Would you copy out each line of the records below that includes the word "SortDirection"?

═══

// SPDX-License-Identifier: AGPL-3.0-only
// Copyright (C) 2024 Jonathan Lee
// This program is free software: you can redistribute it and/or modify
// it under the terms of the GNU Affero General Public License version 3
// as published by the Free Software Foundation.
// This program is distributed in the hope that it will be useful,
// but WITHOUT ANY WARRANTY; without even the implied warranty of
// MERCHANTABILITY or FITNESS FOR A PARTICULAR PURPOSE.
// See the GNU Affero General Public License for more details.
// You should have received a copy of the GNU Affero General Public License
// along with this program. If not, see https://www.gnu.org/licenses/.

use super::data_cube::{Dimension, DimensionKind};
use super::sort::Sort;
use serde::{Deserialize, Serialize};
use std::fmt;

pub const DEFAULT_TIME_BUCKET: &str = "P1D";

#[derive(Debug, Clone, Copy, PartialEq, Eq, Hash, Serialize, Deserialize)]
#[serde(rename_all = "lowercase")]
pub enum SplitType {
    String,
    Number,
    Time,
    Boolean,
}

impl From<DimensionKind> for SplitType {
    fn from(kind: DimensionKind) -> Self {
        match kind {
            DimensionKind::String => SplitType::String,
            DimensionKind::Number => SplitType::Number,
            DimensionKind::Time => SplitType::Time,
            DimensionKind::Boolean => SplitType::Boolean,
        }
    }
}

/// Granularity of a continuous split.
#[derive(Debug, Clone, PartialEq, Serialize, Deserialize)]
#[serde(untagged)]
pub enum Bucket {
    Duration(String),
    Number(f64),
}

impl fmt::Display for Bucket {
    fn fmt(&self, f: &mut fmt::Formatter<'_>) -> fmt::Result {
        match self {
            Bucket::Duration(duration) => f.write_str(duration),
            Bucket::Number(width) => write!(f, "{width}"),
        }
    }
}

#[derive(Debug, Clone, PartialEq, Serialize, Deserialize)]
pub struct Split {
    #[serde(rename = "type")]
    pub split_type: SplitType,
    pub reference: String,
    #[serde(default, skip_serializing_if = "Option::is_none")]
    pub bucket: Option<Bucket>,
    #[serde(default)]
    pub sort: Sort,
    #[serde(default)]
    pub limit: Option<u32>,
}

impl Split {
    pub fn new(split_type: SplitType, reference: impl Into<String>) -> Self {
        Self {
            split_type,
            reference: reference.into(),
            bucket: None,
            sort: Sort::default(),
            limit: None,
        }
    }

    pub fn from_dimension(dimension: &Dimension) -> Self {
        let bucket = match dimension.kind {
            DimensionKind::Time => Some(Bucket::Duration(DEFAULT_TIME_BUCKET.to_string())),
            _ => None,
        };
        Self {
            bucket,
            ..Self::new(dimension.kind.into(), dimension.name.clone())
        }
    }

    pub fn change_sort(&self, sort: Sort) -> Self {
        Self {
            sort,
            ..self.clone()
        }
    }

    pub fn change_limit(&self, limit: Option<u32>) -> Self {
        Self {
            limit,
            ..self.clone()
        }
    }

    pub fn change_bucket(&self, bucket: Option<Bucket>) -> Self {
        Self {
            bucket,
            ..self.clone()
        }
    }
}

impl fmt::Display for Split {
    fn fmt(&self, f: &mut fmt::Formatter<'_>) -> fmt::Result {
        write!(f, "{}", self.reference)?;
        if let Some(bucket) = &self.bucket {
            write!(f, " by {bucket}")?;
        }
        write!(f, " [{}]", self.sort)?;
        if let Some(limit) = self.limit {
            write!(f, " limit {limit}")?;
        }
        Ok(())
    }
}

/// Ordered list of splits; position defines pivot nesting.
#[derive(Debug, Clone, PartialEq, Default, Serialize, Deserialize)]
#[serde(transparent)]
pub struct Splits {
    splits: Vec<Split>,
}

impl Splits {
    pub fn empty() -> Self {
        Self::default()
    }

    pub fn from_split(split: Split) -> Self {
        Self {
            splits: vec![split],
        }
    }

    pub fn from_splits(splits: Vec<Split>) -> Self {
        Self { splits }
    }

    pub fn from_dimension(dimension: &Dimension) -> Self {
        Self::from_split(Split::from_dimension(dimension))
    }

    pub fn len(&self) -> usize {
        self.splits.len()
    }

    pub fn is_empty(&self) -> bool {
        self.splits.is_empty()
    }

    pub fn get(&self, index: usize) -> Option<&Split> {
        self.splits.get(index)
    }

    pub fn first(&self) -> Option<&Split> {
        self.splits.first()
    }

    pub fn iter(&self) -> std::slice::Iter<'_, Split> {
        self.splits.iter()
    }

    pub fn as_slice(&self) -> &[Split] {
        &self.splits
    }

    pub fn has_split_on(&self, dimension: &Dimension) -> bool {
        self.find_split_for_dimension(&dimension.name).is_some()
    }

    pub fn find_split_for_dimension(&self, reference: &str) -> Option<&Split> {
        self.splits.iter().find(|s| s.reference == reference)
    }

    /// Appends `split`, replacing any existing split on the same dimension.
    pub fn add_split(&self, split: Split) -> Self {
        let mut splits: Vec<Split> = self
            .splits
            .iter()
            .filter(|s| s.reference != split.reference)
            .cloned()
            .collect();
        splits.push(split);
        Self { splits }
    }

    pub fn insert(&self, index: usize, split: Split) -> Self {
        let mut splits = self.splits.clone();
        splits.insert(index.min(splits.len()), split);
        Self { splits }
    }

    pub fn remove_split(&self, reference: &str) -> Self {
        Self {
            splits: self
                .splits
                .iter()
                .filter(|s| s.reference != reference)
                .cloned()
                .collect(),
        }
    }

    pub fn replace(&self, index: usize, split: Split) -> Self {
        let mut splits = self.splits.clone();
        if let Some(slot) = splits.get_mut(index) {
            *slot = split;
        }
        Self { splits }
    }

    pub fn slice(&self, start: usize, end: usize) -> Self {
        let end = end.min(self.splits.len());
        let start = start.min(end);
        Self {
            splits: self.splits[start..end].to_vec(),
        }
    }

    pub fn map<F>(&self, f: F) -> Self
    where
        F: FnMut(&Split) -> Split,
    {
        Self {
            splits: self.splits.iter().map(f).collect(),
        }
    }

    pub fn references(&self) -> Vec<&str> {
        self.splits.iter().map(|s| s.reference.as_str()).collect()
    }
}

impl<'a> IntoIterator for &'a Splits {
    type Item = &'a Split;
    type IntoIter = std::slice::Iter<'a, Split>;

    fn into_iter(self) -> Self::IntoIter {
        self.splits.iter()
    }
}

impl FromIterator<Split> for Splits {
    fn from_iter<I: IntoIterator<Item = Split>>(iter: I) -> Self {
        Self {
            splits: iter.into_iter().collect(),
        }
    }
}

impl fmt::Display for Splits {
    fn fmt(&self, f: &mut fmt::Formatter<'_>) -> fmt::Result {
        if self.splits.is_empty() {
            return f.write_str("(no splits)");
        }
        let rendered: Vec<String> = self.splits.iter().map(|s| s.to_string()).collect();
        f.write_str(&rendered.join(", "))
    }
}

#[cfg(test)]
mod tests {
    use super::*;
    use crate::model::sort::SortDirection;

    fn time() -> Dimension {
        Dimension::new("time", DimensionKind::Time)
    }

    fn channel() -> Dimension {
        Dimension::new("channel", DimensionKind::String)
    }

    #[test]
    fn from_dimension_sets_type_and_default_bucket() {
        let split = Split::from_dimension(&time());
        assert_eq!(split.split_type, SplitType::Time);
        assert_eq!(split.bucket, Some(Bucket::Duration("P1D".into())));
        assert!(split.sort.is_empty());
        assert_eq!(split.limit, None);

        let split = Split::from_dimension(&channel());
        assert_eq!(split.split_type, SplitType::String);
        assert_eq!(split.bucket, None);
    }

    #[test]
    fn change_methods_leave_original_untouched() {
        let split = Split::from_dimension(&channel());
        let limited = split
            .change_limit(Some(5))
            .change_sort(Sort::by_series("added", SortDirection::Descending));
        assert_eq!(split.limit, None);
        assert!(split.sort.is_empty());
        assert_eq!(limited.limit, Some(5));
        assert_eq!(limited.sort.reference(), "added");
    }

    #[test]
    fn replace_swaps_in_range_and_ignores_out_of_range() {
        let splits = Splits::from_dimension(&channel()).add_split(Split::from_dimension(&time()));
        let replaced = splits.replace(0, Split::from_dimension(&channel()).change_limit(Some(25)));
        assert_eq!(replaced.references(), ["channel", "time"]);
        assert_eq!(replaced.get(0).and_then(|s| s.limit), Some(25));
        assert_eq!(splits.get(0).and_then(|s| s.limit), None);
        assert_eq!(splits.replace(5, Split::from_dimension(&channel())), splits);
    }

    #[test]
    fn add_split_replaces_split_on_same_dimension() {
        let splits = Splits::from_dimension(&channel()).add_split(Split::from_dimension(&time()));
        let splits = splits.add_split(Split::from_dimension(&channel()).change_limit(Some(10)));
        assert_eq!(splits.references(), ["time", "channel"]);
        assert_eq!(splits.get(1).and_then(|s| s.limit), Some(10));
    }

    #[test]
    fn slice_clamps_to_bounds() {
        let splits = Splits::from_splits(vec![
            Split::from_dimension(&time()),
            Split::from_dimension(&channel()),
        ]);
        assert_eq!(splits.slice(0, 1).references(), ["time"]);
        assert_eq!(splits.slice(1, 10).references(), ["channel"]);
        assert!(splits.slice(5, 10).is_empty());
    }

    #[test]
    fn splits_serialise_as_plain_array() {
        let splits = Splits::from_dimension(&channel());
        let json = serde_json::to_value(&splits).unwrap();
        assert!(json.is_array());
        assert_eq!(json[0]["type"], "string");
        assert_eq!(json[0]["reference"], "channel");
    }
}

═══

→ **Response to this task**:
    use crate::model::sort::SortDirection;
            .change_sort(Sort::by_series("added", SortDirection::Descending));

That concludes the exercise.